Record excerpts Start Marker
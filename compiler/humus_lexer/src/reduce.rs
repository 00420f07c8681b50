//! Token reductions.
//!
//! Each transform turns the raw nested-list value of a rule into something
//! smaller: characters become text, text becomes [`Token`]s, and the trivia
//! rules reduce to [`Value::Nothing`].

use humus_ir::{Keyword, Number, Token, Value};
use humus_peg::{GrammarError, Namespace, Span, TransformError};

type Reduction = fn(&str, Value, &Span) -> Result<Value, TransformError>;

const REDUCTIONS: &[(&str, Reduction)] = &[
    ("tokens", reduce_tokens),
    ("token", reduce_token),
    ("symbol", reduce_symbol),
    ("number", reduce_number),
    ("char", reduce_char),
    ("string", reduce_string),
    ("qchar", reduce_qchar),
    ("ident", reduce_ident),
    ("name", reduce_name),
    ("punct", reduce_punct),
    ("_", reduce_trivia),
    ("EOF", reduce_trivia),
];

pub(crate) fn install(ns: &mut Namespace<Value>) -> Result<(), GrammarError> {
    for &(rule, reduction) in REDUCTIONS {
        ns.transform(rule, reduction)?;
    }
    Ok(())
}

fn malformed(rule: &str, value: &Value) -> TransformError {
    TransformError::new(format!("unexpected shape for {rule}: {value:?}"))
}

/// The `N` items of a sequence value.
fn parts<const N: usize>(rule: &str, value: Value) -> Result<[Value; N], TransformError> {
    match value {
        Value::List(items) => {
            <[Value; N]>::try_from(items).map_err(|items| malformed(rule, &Value::List(items)))
        }
        other => Err(malformed(rule, &other)),
    }
}

fn reduce_tokens(rule: &str, value: Value, _: &Span) -> Result<Value, TransformError> {
    let [tokens, _eof] = parts(rule, value)?;
    Ok(tokens)
}

fn reduce_token(rule: &str, value: Value, _: &Span) -> Result<Value, TransformError> {
    let [_trivia, token] = parts(rule, value)?;
    Ok(token)
}

fn reduce_symbol(rule: &str, value: Value, _: &Span) -> Result<Value, TransformError> {
    let [_hash, name] = parts(rule, value)?;
    let text = match name {
        Value::Token(Token::Punct(c)) => c.to_string(),
        Value::Text(text) => text,
        other => return Err(malformed(rule, &other)),
    };
    Ok(Token::Symbol(text).into())
}

fn reduce_number(rule: &str, value: Value, _: &Span) -> Result<Value, TransformError> {
    let [sign, leading, radix_part] = parts(rule, value)?;
    let sign = sign.text().chars().next();
    let leading = leading.text();
    let number = match radix_part.as_list() {
        Some([]) => Number::new(sign, 10, leading),
        Some([group]) => {
            let [_hash, digits] = parts(rule, group.clone())?;
            // An unparseable radix leaves the value undefined.
            let radix = leading.parse().unwrap_or(0);
            Number::new(sign, radix, digits.text())
        }
        _ => return Err(malformed(rule, &radix_part)),
    };
    Ok(Token::Number(number).into())
}

fn reduce_char(rule: &str, value: Value, _: &Span) -> Result<Value, TransformError> {
    let [_open, body, _close] = parts(rule, value)?;
    let text = body.text();
    let mut chars = text.chars();
    match (chars.next(), chars.next()) {
        (Some(c), None) => Ok(Token::Char(c).into()),
        _ => Err(malformed(rule, &body)),
    }
}

fn reduce_string(rule: &str, value: Value, _: &Span) -> Result<Value, TransformError> {
    let [_open, body, _close] = parts(rule, value)?;
    Ok(Token::String(body.text()).into())
}

/// Character named by an escape letter.
pub(crate) fn unescape(c: char) -> Option<char> {
    match c {
        'n' => Some('\n'),
        'r' => Some('\r'),
        't' => Some('\t'),
        '\'' | '"' | '[' | ']' | '\\' => Some(c),
        _ => None,
    }
}

/// Character at a `\uXXXX` code point. Surrogates become U+FFFD.
pub(crate) fn unicode_escape(hex: &str) -> Option<char> {
    let code = u32::from_str_radix(hex, 16).ok()?;
    Some(char::from_u32(code).unwrap_or(char::REPLACEMENT_CHARACTER))
}

fn reduce_qchar(rule: &str, value: Value, _: &Span) -> Result<Value, TransformError> {
    let decoded = match value.as_list() {
        Some([Value::Char('\\'), Value::Char(c)]) => unescape(*c),
        Some([Value::Char('\\'), Value::Char('u'), hex @ ..]) if hex.len() == 4 => {
            unicode_escape(&Value::List(hex.to_vec()).text())
        }
        Some([Value::Nothing, Value::Char(c)]) => Some(*c),
        _ => None,
    };
    decoded
        .map(Value::Char)
        .ok_or_else(|| malformed(rule, &value))
}

fn reduce_ident(rule: &str, value: Value, _: &Span) -> Result<Value, TransformError> {
    let name = match value {
        Value::Text(name) => name,
        other => return Err(malformed(rule, &other)),
    };
    Ok(match Keyword::from_name(&name) {
        Some(keyword) => Token::Keyword(keyword),
        None => Token::Ident(name),
    }
    .into())
}

fn reduce_name(_: &str, value: Value, _: &Span) -> Result<Value, TransformError> {
    Ok(Value::Text(value.text()))
}

fn reduce_punct(rule: &str, value: Value, _: &Span) -> Result<Value, TransformError> {
    match value {
        Value::Char(c) => Ok(Token::Punct(c).into()),
        other => Err(malformed(rule, &other)),
    }
}

fn reduce_trivia(_: &str, _: Value, _: &Span) -> Result<Value, TransformError> {
    Ok(Value::Nothing)
}
#![allow(dead_code)]

use chess_club_backend::entities::coupon_entity as coupons;
use chess_club_backend::entities::{CouponScope, CouponType};
use chrono::Utc;
use migration::{Migrator, MigratorTrait};
use rust_decimal::Decimal;
use sea_orm::{ActiveModelTrait, ConnectOptions, Database, DatabaseConnection, Set};
use std::path::PathBuf;

/// Fresh in-memory database with the schema applied.
///
/// A single pooled connection keeps the in-memory database alive and
/// serializes concurrent transactions the way a row lock would.
pub async fn test_db() -> DatabaseConnection {
    let mut options = ConnectOptions::new("sqlite::memory:".to_string());
    options
        .max_connections(1)
        .min_connections(1)
        .sqlx_logging(false);

    let db = Database::connect(options)
        .await
        .expect("connect to in-memory sqlite");
    Migrator::up(&db, None).await.expect("run migrations");
    db
}

/// File-backed database with several pooled connections, so transactions
/// really overlap. Files are removed on drop.
pub struct FileDb {
    pub db: DatabaseConnection,
    path: PathBuf,
}

impl FileDb {
    pub async fn open(max_connections: u32) -> Self {
        let path = std::env::temp_dir().join(format!("chess-club-{}.db", uuid::Uuid::new_v4()));
        let mut options = ConnectOptions::new(format!("sqlite://{}?mode=rwc", path.display()));
        options
            .max_connections(max_connections)
            .min_connections(1)
            .sqlx_logging(false);

        let db = Database::connect(options)
            .await
            .expect("connect to file sqlite");
        Migrator::up(&db, None).await.expect("run migrations");
        Self { db, path }
    }
}

impl Drop for FileDb {
    fn drop(&mut self) {
        for suffix in ["", "-wal", "-shm", "-journal"] {
            let mut file = self.path.clone().into_os_string();
            file.push(suffix);
            let _ = std::fs::remove_file(file);
        }
    }
}

pub fn dec(s: &str) -> Decimal {
    s.parse().expect("decimal literal")
}

/// Builder for coupons inserted straight into the table, bypassing admin
/// validation so tests can set up any state.
pub struct CouponSeed {
    pub code: String,
    pub coupon_type: CouponType,
    pub value: Decimal,
    pub min_purchase: Decimal,
    pub max_discount: Option<Decimal>,
    pub scope: Option<(CouponScope, i64)>,
    pub uses_limit: Option<i32>,
    pub uses_count: i32,
    pub per_user_limit: i32,
    pub start_date: Option<chrono::DateTime<Utc>>,
    pub end_date: Option<chrono::DateTime<Utc>>,
    pub is_active: bool,
}

impl CouponSeed {
    pub fn new(code: &str, coupon_type: CouponType, value: &str) -> Self {
        Self {
            code: code.to_string(),
            coupon_type,
            value: dec(value),
            min_purchase: Decimal::ZERO,
            max_discount: None,
            scope: None,
            uses_limit: None,
            uses_count: 0,
            per_user_limit: 1,
            start_date: None,
            end_date: None,
            is_active: true,
        }
    }

    pub async fn insert(self, db: &DatabaseConnection) -> coupons::Model {
        let now = Utc::now();
        coupons::ActiveModel {
            code: Set(self.code),
            coupon_type: Set(self.coupon_type),
            value: Set(self.value),
            min_purchase: Set(self.min_purchase),
            max_discount: Set(self.max_discount),
            applies_to: Set(self.scope.map(|(s, _)| s)),
            entity_id: Set(self.scope.map(|(_, id)| id)),
            uses_limit: Set(self.uses_limit),
            uses_count: Set(self.uses_count),
            per_user_limit: Set(self.per_user_limit),
            start_date: Set(self.start_date),
            end_date: Set(self.end_date),
            is_active: Set(self.is_active),
            created_at: Set(Some(now)),
            updated_at: Set(Some(now)),
            ..Default::default()
        }
        .insert(db)
        .await
        .expect("insert coupon")
    }
}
Record excerpts End Marker
- Exercise brief:
Please, from the material above, copy only the lines from the line with "let text = body.text();" up to and including the line with "let decoded = match", exactly as written.

- Written answer:
    let text = body.text();
    let mut chars = text.chars();
    match (chars.next(), chars.next()) {
        (Some(c), None) => Ok(Token::Char(c).into()),
        _ => Err(malformed(rule, &body)),
    }
}

fn reduce_string(rule: &str, value: Value, _: &Span) -> Result<Value, TransformError> {
    let [_open, body, _close] = parts(rule, value)?;
    Ok(Token::String(body.text()).into())
}

/// Character named by an escape letter.
pub(crate) fn unescape(c: char) -> Option<char> {
    match c {
        'n' => Some('\n'),
        'r' => Some('\r'),
        't' => Some('\t'),
        '\'' | '"' | '[' | ']' | '\\' => Some(c),
        _ => None,
    }
}

/// Character at a `\uXXXX` code point. Surrogates become U+FFFD.
pub(crate) fn unicode_escape(hex: &str) -> Option<char> {
    let code = u32::from_str_radix(hex, 16).ok()?;
    Some(char::from_u32(code).unwrap_or(char::REPLACEMENT_CHARACTER))
}

fn reduce_qchar(rule: &str, value: Value, _: &Span) -> Result<Value, TransformError> {
    let decoded = match value.as_list() {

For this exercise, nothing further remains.